Professional ratings
Review scores
| Source | Rating |
| GIGsoup | 58% |
| DJBooth | (unfavourable) |
| HipHopDX | 2.2/5 |
| HotNewHipHop | 56% |
| Pitchfork | 5.3/10 |

==Commercial performance==
Reckless debuted at number eight on the US Billboard 200 chart, earning 36,000 album-equivalent units with 4,000 in pure album sales in its first week. In its second week, the album dropped to number 24 on the chart. As of March 2019, the album has earned 387,000 album-equivalent units in the United States. The songs from the album has earned over a half-billion on-demand streams. On March 27, 2020, the album was certified gold by the Recording Industry Association of America (RIAA) for combined sales and album-equivalent units of over 500,000 units in the United States.

==Track listing==
Credits adapted from Tidal.

Notes
- "Just Happened" features background vocals from Bobby Raps.

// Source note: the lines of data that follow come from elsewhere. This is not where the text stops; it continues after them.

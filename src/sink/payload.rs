use serde::Serialize;
use std::collections::BTreeMap;
use std::time::Duration;
use sysinfo::System;

/// Identifies the reporting agent process.
#[derive(Debug, Clone, Serialize, PartialEq, Eq)]
pub struct AgentData {
    pub host: String,
    pub pid: u32,
    pub version: String,
}

impl AgentData {
    pub fn current() -> Self {
        Self {
            host: System::host_name().unwrap_or_else(|| "localhost".to_string()),
            pid: std::process::id(),
            version: env!("CARGO_PKG_VERSION").to_string(),
        }
    }
}

/// Metrics of one monitored component for one poll.
#[derive(Debug, Clone, Serialize, PartialEq)]
pub struct ComponentData {
    pub name: String,
    pub guid: String,
    /// Seconds covered by the metrics.
    pub duration: u64,
    pub metrics: BTreeMap<String, f64>,
}

impl ComponentData {
    pub fn new(name: impl Into<String>, guid: impl Into<String>, duration: Duration) -> Self {
        Self {
            name: name.into(),
            guid: guid.into(),
            duration: duration.as_secs().max(1),
            metrics: BTreeMap::new(),
        }
    }

    /// Record `Component/<path>[<unit>]`. Returns true only when a new key
    /// was added: values that cannot be encoded (NaN, infinity) are skipped
    /// and a repeated key overwrites the earlier value.
    pub fn add_metric(&mut self, path: &str, unit: &str, value: f64) -> bool {
        if !value.is_finite() {
            return false;
        }
        self.metrics
            .insert(format!("Component/{path}[{unit}]"), value)
            .is_none()
    }

    pub fn len(&self) -> usize {
        self.metrics.len()
    }

    pub fn is_empty(&self) -> bool {
        self.metrics.is_empty()
    }

    fn same_component(&self, other: &Self) -> bool {
        self.name == other.name && self.guid == other.guid
    }
}

/// Request body for the platform collector.
#[derive(Debug, Clone, Serialize, PartialEq)]
pub struct PlatformData {
    pub agent: AgentData,
    pub components: Vec<ComponentData>,
}

impl PlatformData {
    pub fn new(agent: AgentData) -> Self {
        Self {
            agent,
            components: Vec::new(),
        }
    }

    /// Add a component, merging metrics into an existing component with the
    /// same name and guid.
    pub fn add_component(&mut self, component: &ComponentData) {
        match self
            .components
            .iter_mut()
            .find(|existing| existing.same_component(component))
        {
            Some(existing) => existing
                .metrics
                .extend(component.metrics.iter().map(|(k, v)| (k.clone(), *v))),
            None => self.components.push(component.clone()),
        }
    }

    pub fn metric_count(&self) -> usize {
        self.components.iter().map(ComponentData::len).sum()
    }
}
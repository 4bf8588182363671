use tokio::signal;

/// Resolves on SIGINT or SIGTERM (Ctrl+C elsewhere).
#[allow(clippy::expect_used)]
pub async fn shutdown_signal() {
    #[cfg(unix)]
    {
        let mut sigint = signal::unix::signal(signal::unix::SignalKind::interrupt())
            .expect("install SIGINT handler");

        let mut sigterm = signal::unix::signal(signal::unix::SignalKind::terminate())
            .expect("install SIGTERM handler");

        tokio::select! {
            _ = sigint.recv()  => {},
            _ = sigterm.recv() => {},
        }
    }

    #[cfg(not(unix))]
    {
        let _ = signal::ctrl_c().await;
    }
}
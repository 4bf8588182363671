use crate::connection::SqlClient;
use crate::endpoint::EndpointKind;
use crate::queries::{DatabaseScope, Query, Row, Sample, util};
use anyhow::Result;
use futures::future::BoxFuture;
use tracing::{debug, info_span};
use tracing_futures::Instrument as _;

const SQL: &str = r"
SELECT
    DB_NAME() AS database_name,
    CAST(SUM(reserved_page_count) * 8.0 / 1024 AS float) AS reserved_mb,
    CAST(SUM(used_page_count) * 8.0 / 1024 AS float) AS used_mb
FROM sys.dm_db_partition_stats
";

/// Reserved and used space of the connected Azure SQL database.
#[derive(Clone, Default)]
pub struct AzureDatabaseSizeQuery;

impl AzureDatabaseSizeQuery {
    pub fn new() -> Self {
        Self
    }
}

impl Query<SqlClient> for AzureDatabaseSizeQuery {
    fn name(&self) -> &'static str {
        "azure_database_size"
    }

    fn supports(&self, kind: EndpointKind) -> bool {
        kind == EndpointKind::AzureSqlDatabase
    }

    fn fetch<'a>(
        &'a self,
        conn: &'a mut SqlClient,
        _scope: &'a DatabaseScope,
    ) -> BoxFuture<'a, Result<Vec<Row>>> {
        Box::pin(async move {
            let query_span = info_span!(
                "db.query",
                otel.kind = "client",
                db.system = "mssql",
                db.operation = "SELECT",
                db.sql.table = "sys.dm_db_partition_stats"
            );

            let rows = async move { conn.simple_query(SQL).await?.into_first_result().await }
                .instrument(query_span)
                .await?;

            let mut samples = Vec::with_capacity(rows.len());
            for row in &rows {
                let Some(database) = util::text(row, "database_name")? else {
                    continue;
                };

                let reserved = util::float(row, "reserved_mb")?;
                let used = util::float(row, "used_mb")?;

                debug!(database, reserved, used, "read azure database size");

                samples.push(Row::Sample(
                    Sample::for_database("Database", database)
                        .with("Size/Reserved", "megabytes", reserved)
                        .with("Size/Used", "megabytes", used),
                ));
            }

            Ok(samples)
        })
    }
}
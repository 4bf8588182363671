use anyhow::Result;
use mssql_agent::cli::{actions, actions::Action, start};

// Main function
#[tokio::main]
async fn main() -> Result<()> {
    // Start the program
    let action = start()?;

    match action {
        Action::Run { .. } => actions::run::handle(action).await?,
    }

    Ok(())
}
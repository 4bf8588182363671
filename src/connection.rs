//! Connection provider for SQL Server targets.
//!
//! Connections are opened once per target per poll and closed when the
//! target's queries are done. Connection strings are ADO.NET style
//! (`server=tcp:host,1433;user id=...;password=...`) and are never logged
//! without masking the password first.

use anyhow::{Context, Result, anyhow};
use futures::future::BoxFuture;
use once_cell::sync::Lazy;
use regex::Regex;
use secrecy::{ExposeSecret, SecretString};
use std::time::Duration;
use tiberius::{Client, Config, error::Error as TdsError};
use tokio::{net::TcpStream, time::timeout};
use tokio_util::compat::{Compat, TokioAsyncWriteCompatExt};
use tracing::{debug, info};

/// A live TDS client over tokio's TCP stream.
pub type SqlClient = Client<Compat<TcpStream>>;

pub const DEFAULT_CONNECT_TIMEOUT: Duration = Duration::from_secs(15);

#[allow(clippy::expect_used)]
static PASSWORD: Lazy<Regex> = Lazy::new(|| {
    Regex::new(r#"(?i)\b(password|pwd)\s*=\s*("[^"]*"|'[^']*'|\{[^}]*\}|[^;]*)"#)
        .expect("password pattern")
});

/// Replace the password of an ADO.NET connection string with `[redacted]`.
pub fn mask_connection_string(connection_string: &str) -> String {
    PASSWORD
        .replace_all(connection_string, "$1=[redacted]")
        .into_owned()
}

/// Opens and closes connections for a target.
pub trait Connector: Send + Sync {
    type Connection: Send;

    fn connect<'a>(
        &'a self,
        name: &'a str,
        connection_string: &'a SecretString,
    ) -> BoxFuture<'a, Result<Self::Connection>>;

    /// Release a connection. Dropping the connection also releases it; this
    /// lets the server see a clean logout.
    fn close(&self, conn: Self::Connection) -> BoxFuture<'_, Result<()>>;
}

#[derive(Clone, Debug)]
pub struct SqlConnector {
    connect_timeout: Duration,
}

impl Default for SqlConnector {
    fn default() -> Self {
        Self::new(DEFAULT_CONNECT_TIMEOUT)
    }
}

impl SqlConnector {
    pub fn new(connect_timeout: Duration) -> Self {
        Self { connect_timeout }
    }
}

impl Connector for SqlConnector {
    type Connection = SqlClient;

    fn connect<'a>(
        &'a self,
        name: &'a str,
        connection_string: &'a SecretString,
    ) -> BoxFuture<'a, Result<SqlClient>> {
        Box::pin(async move {
            debug!(
                target: "verbose_sql",
                endpoint = name,
                "Connecting with {}",
                mask_connection_string(connection_string.expose_secret())
            );

            let config = Config::from_ado_string(connection_string.expose_secret())
                .with_context(|| format!("invalid connection string for '{name}'"))?;

            match timeout(self.connect_timeout, open(config)).await {
                Ok(result) => result.with_context(|| format!("failed to connect to '{name}'")),
                Err(_) => Err(anyhow!(
                    "failed to connect to '{name}': timed out after {}s",
                    self.connect_timeout.as_secs()
                )),
            }
        })
    }

    fn close(&self, conn: SqlClient) -> BoxFuture<'_, Result<()>> {
        Box::pin(async move {
            conn.close().await?;
            Ok(())
        })
    }
}

async fn open(config: Config) -> Result<SqlClient> {
    let tcp = TcpStream::connect(config.get_addr()).await?;
    tcp.set_nodelay(true)?;

    match Client::connect(config.clone(), tcp.compat_write()).await {
        Ok(client) => Ok(client),
        // Azure SQL gateways may redirect the login to the node hosting the database.
        Err(TdsError::Routing { host, port }) => {
            info!(%host, port, "login routed to another host");

            let mut config = config;
            config.host(&host);
            config.port(port);

            let tcp = TcpStream::connect(config.get_addr()).await?;
            tcp.set_nodelay(true)?;

            Ok(Client::connect(config, tcp.compat_write()).await?)
        }
        Err(e) => Err(e.into()),
    }
}
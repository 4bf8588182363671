use crate::agent::AgentMetrics;
use crate::endpoint::EndpointKind;
use crate::queries::{Aggregation, DatabaseScope, Query, Row};
use crate::scheduler::panic_message;
use futures::FutureExt;
use std::panic::AssertUnwindSafe;
use std::sync::Arc;
use tracing::{debug, error, info_span, trace};
use tracing_futures::Instrument as _;

/// Raw rows of one query, before the endpoint has processed them.
#[derive(Debug)]
pub struct QueryResult {
    pub query: &'static str,
    pub aggregation: Aggregation,
    pub rows: Vec<Row>,
}

/// Run `queries` in order on one connection.
///
/// A failing or panicking query is logged and counted, and the next query
/// still runs on the same connection. Queries that do not apply to `kind` are
/// skipped.
pub async fn execute<C: Send>(
    endpoint: &str,
    kind: EndpointKind,
    scope: &DatabaseScope,
    queries: &[Arc<dyn Query<C>>],
    conn: &mut C,
    metrics: &AgentMetrics,
) -> Vec<QueryResult> {
    let mut results = Vec::with_capacity(queries.len());

    for query in queries {
        let name = query.name();

        if !query.supports(kind) {
            debug!(endpoint, query = name, %kind, "query does not apply, skipping");
            continue;
        }

        let span = info_span!("query", query = name);

        let outcome = AssertUnwindSafe(async { query.fetch(&mut *conn, scope).await })
            .catch_unwind()
            .instrument(span)
            .await;

        match outcome {
            Ok(Ok(rows)) => {
                debug!(endpoint, query = name, rows = rows.len(), "query completed");
                trace!(target: "verbose_sql", endpoint, query = name, "{rows:?}");

                results.push(QueryResult {
                    query: name,
                    aggregation: query.aggregation(),
                    rows,
                });
            }
            Ok(Err(e)) => {
                error!(endpoint, query = name, "Query failed: {e:#}");
                metrics.record_query_failure(endpoint, name);
            }
            Err(panic) => {
                error!(
                    endpoint,
                    query = name,
                    "Query panicked: {}",
                    panic_message(&*panic)
                );
                metrics.record_query_failure(endpoint, name);
            }
        }
    }

    results
}
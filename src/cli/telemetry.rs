use anyhow::{Result, anyhow};
use base64::{Engine, engine::general_purpose};
use opentelemetry::propagation::TextMapCompositePropagator;
use opentelemetry::{KeyValue, global, trace::TracerProvider as _};
use opentelemetry_otlp::{Compression, WithExportConfig, WithTonicConfig};
use opentelemetry_sdk::propagation::{BaggagePropagator, TraceContextPropagator};
use opentelemetry_sdk::{
    Resource,
    trace::{SdkTracerProvider, Tracer},
};
use once_cell::sync::OnceCell;
use std::{collections::HashMap, env::var, time::Duration};
use tonic::{metadata::*, transport::ClientTlsConfig};
use tracing::Level;
use tracing_subscriber::{EnvFilter, Registry, fmt, layer::SubscriberExt};
use ulid::Ulid;

// Kept so buffered spans can be flushed on shutdown.
static TRACER_PROVIDER: OnceCell<SdkTracerProvider> = OnceCell::new();

fn parse_headers_env(headers_str: &str) -> HashMap<String, String> {
    headers_str
        .split(',')
        .filter_map(|pair| {
            let mut parts = pair.splitn(2, '=');
            let key = parts.next()?.trim().to_string();
            let value = parts.next()?.trim().to_string();
            Some((key, value))
        })
        .collect()
}

// Convert HashMap<String, String> into tonic::MetadataMap
// - Supports ASCII metadata (normal keys)
// - Supports binary metadata keys (ending with "-bin"), values must be base64-encoded
fn headers_to_metadata(headers: &std::collections::HashMap<String, String>) -> Result<MetadataMap> {
    let mut meta = MetadataMap::with_capacity(headers.len());

    for (k, v) in headers {
        // gRPC metadata keys must be lowercase ASCII. Normalize to be safe.
        let key_str = k.to_ascii_lowercase();

        if key_str.ends_with("-bin") {
            // Binary metadata: value must be bytes. Expect base64 in env, decode here.
            let bytes = general_purpose::STANDARD
                .decode(v.as_bytes())
                .map_err(|e| anyhow!("failed to base64-decode value for key {}: {}", key_str, e))?;

            // Build an owned binary metadata key (no 'static required)
            let key = MetadataKey::<Binary>::from_bytes(key_str.as_bytes())
                .map_err(|e| anyhow!("invalid binary metadata key {}: {}", key_str, e))?;

            let val = MetadataValue::from_bytes(&bytes);
            meta.insert_bin(key, val);
        } else {
            // ASCII metadata
            let key = MetadataKey::<Ascii>::from_bytes(key_str.as_bytes())
                .map_err(|e| anyhow!("invalid ASCII metadata key {}: {}", key_str, e))?;

            let val: MetadataValue<_> = v
                .parse()
                .map_err(|e| anyhow!("invalid ASCII metadata value for key {}: {}", key_str, e))?;

            meta.insert(key, val); // uses owned key, no 'static
        }
    }

    Ok(meta)
}

fn normalize_endpoint(ep: String) -> String {
    if ep.starts_with("http://") || ep.starts_with("https://") {
        ep
    } else {
        format!("https://{}", ep.trim_end_matches('/'))
    }
}

fn init_tracer() -> Result<Tracer> {
    let endpoint = var("OTEL_EXPORTER_OTLP_ENDPOINT")
        .unwrap_or_else(|_| "http://localhost:4317".to_string());
    let endpoint = normalize_endpoint(endpoint);

    let headers = var("OTEL_EXPORTER_OTLP_HEADERS")
        .ok()
        .map(|s| parse_headers_env(&s))
        .unwrap_or_default();

    let mut builder = opentelemetry_otlp::SpanExporter::builder()
        .with_tonic()
        .with_endpoint(&endpoint);

    // Explicit TLS config (SNI) for https endpoints
    if let Some(host) = &endpoint
        .strip_prefix("https://")
        .and_then(|s| s.split('/').next())
        .and_then(|h| h.split(':').next())
    {
        let tls = ClientTlsConfig::new()
            .domain_name(host.to_string())
            .with_native_roots();

        builder = builder.with_tls_config(tls);
    }

    builder = builder
        .with_compression(Compression::Gzip)
        .with_timeout(Duration::from_secs(3));

    if !headers.is_empty() {
        let metadata = headers_to_metadata(&headers)?;
        builder = builder.with_metadata(metadata);
    }

    let exporter = builder.build()?;

    let instance_id = var("OTEL_SERVICE_INSTANCE_ID").unwrap_or_else(|_| Ulid::new().to_string());

    let trace_provider = SdkTracerProvider::builder()
        .with_batch_exporter(exporter)
        .with_resource(
            Resource::builder_empty()
                .with_attributes(vec![
                    KeyValue::new("service.name", env!("CARGO_PKG_NAME")),
                    KeyValue::new("service.version", env!("CARGO_PKG_VERSION")),
                    KeyValue::new("service.instance.id", instance_id),
                ])
                .build(),
        )
        .build();

    global::set_tracer_provider(trace_provider.clone());

    if TRACER_PROVIDER.set(trace_provider.clone()).is_err() {
        return Err(anyhow!("tracer provider already initialized"));
    }

    global::set_text_map_propagator(TextMapCompositePropagator::new(vec![
        Box::new(TraceContextPropagator::new()),
        Box::new(BaggagePropagator::new()),
    ]));

    Ok(trace_provider.tracer(env!("CARGO_PKG_NAME")))
}

/// Start the telemetry layer
/// # Errors
/// Will return an error if the telemetry layer fails to start
pub fn init(verbosity_level: Option<Level>) -> Result<()> {
    let verbosity_level = verbosity_level.unwrap_or(Level::ERROR);

    let fmt_layer = fmt::layer()
        .with_file(false)
        .with_line_number(false)
        .with_thread_ids(false)
        .with_thread_names(false)
        .with_target(false)
        .pretty();

    // RUST_LOG=
    let filter = EnvFilter::builder()
        .with_default_directive(verbosity_level.into())
        .from_env_lossy()
        .add_directive("hyper=error".parse()?)
        .add_directive("tokio=error".parse()?)
        .add_directive("tiberius=warn".parse()?)
        .add_directive("reqwest=warn".parse()?)
        .add_directive("opentelemetry_sdk=warn".parse()?);

    // Start the tracer if the endpoint is defined
    if var("OTEL_EXPORTER_OTLP_ENDPOINT").is_ok() {
        // Initialize OpenTelemetry only if endpoint is set
        let tracer = init_tracer()?;
        let otel_tracer_layer = tracing_opentelemetry::layer().with_tracer(tracer);
        let subscriber = Registry::default()
            .with(fmt_layer)
            .with(otel_tracer_layer)
            .with(filter);
        tracing::subscriber::set_global_default(subscriber)?;
    } else {
        // Skip tracing setup if no endpoint is configured
        let subscriber = Registry::default().with(fmt_layer).with(filter);
        tracing::subscriber::set_global_default(subscriber)?;
    }

    Ok(())
}

/// Flush and shut down the OpenTelemetry exporter, if one was started.
pub fn shutdown_tracer() {
    if let Some(provider) = TRACER_PROVIDER.get()
        && let Err(e) = provider.shutdown()
    {
        eprintln!("Failed to shut down tracer provider: {e}");
    }
}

| No. | Title | Writer(s) | Producer(s) | Length |
|---|---|---|---|---|
| 1. | "Reckless Intro" | Navraj Goraya; Danny Schofield; | Nav; DannyBoyStyles; | 2:22 |
| 2. | "Never Change" | Goraya; Amir Esmailian; Schofield; | Nav; DannyBoyStyles; | 3:01 |
| 3. | "Hold Your Hand" | Goraya; Masamune Kudo; Jamaal Henry; | Rex Kudo; Maaly Raw; | 3:54 |
| 4. | "Faith" (featuring Quavo) | Goraya; Quavious Marshall; Esmailian; Jordan Bacchus; | Nav; Trouble Trouble; | 3:19 |
| 5. | "Champion" (featuring Travis Scott) | Goraya; Jacques Webster II; Esmailian; Ozan Yildirim; Michael Hernandez; Divashen; | OZ; Foreign Teck; | 3:15 |
| 6. | "Glow Up" | Goraya; Esmailian; Schofield; | Nav; DannyBoyStyles; | 2:40 |
| 7. | "Just Happened" | Goraya; Esmailian; Schofield; Robert Richardson; | Nav; DannyBoyStyles; Bobby Raps; | 3:21 |
| 8. | "Wanted You" (featuring Lil Uzi Vert) | Goraya; Symere Woods; Esmailian; Khaled Khaled; Benjamin Diehl; | Ben Billions | 3:48 |
| 9. | "With Me" | Goraya; Esmailian; Diehl; | Nav; Ben Billions; | 2:54 |
| 10. | "Eat" (featuring Gunna) | Goraya; Sergio Kitchens; Chandler Durham; | Turbo | 3:22 |
| 11. | "Freshman List" | Goraya; Kudo; Ryan Vojtesak; | Rex Kudo; Charlie Handsome; | 3:06 |
| 12. | "What I Need / Daheala Outro" | Goraya; Kudo; Jason Quenneville; Wesley Glass; | Rex Kudo; DaHeala; Wheezy; | 5:00 |
| Total length: |  |  |  | 40:02 |

==Personnel==
All programming is credited to the producers of each track, except where noted.

Musicians
- DannyBoyStyles – keyboards (tracks 1, 2, 6, 7)
- Nav – keyboards (tracks 1, 2, 4, 6, 7, 9)
- Rex Kudo – keyboards (tracks 3, 11), programming (track 12)
- Ben Billions – keyboards (tracks 8, 9)
- Turbo – keyboards (track 10)
- Wheezy – programming (track 12)

Technical
- DannyBoyStyles – recording (tracks 1, 6)
- Ethan Stevens – recording (tracks 8, 11)
- Jaycen Joshua – mixing (all tracks)
- Shin Kamiyama – mixing (tracks 1–7, 9–12), recording (tracks 2–5, 8, 9, 12)
- David Nakaji – mixing assistant (track 8)
- Iván Jiménez – mixing assistant (track 8)

==Charts==

===Weekly charts===

| Chart (2018) | Peak position |
|---|---|
| Belgian Albums (Ultratop Flanders) | 110 |
| Canadian Albums (Billboard) | 5 |
| Dutch Albums (Album Top 100) | 42 |
| New Zealand Heatseeker Albums (RMNZ) | 1 |
| UK Albums (OCC) | 24 |
| US Billboard 200 | 8 |
| US Top R&B/Hip-Hop Albums (Billboard) | 5 |

===Year-end charts===

| Chart (2018) | Position |
|---|---|
| US Top R&B/Hip-Hop Albums (Billboard) | 91 |

==Certifications==

| Region | Certification | Certified units/sales |
| Canada (Music Canada) | Platinum | 80,000^{‡} |
| United States (RIAA) | Gold | 500,000^{‡} |
^{‡} Sales+streaming figures based on certification alone.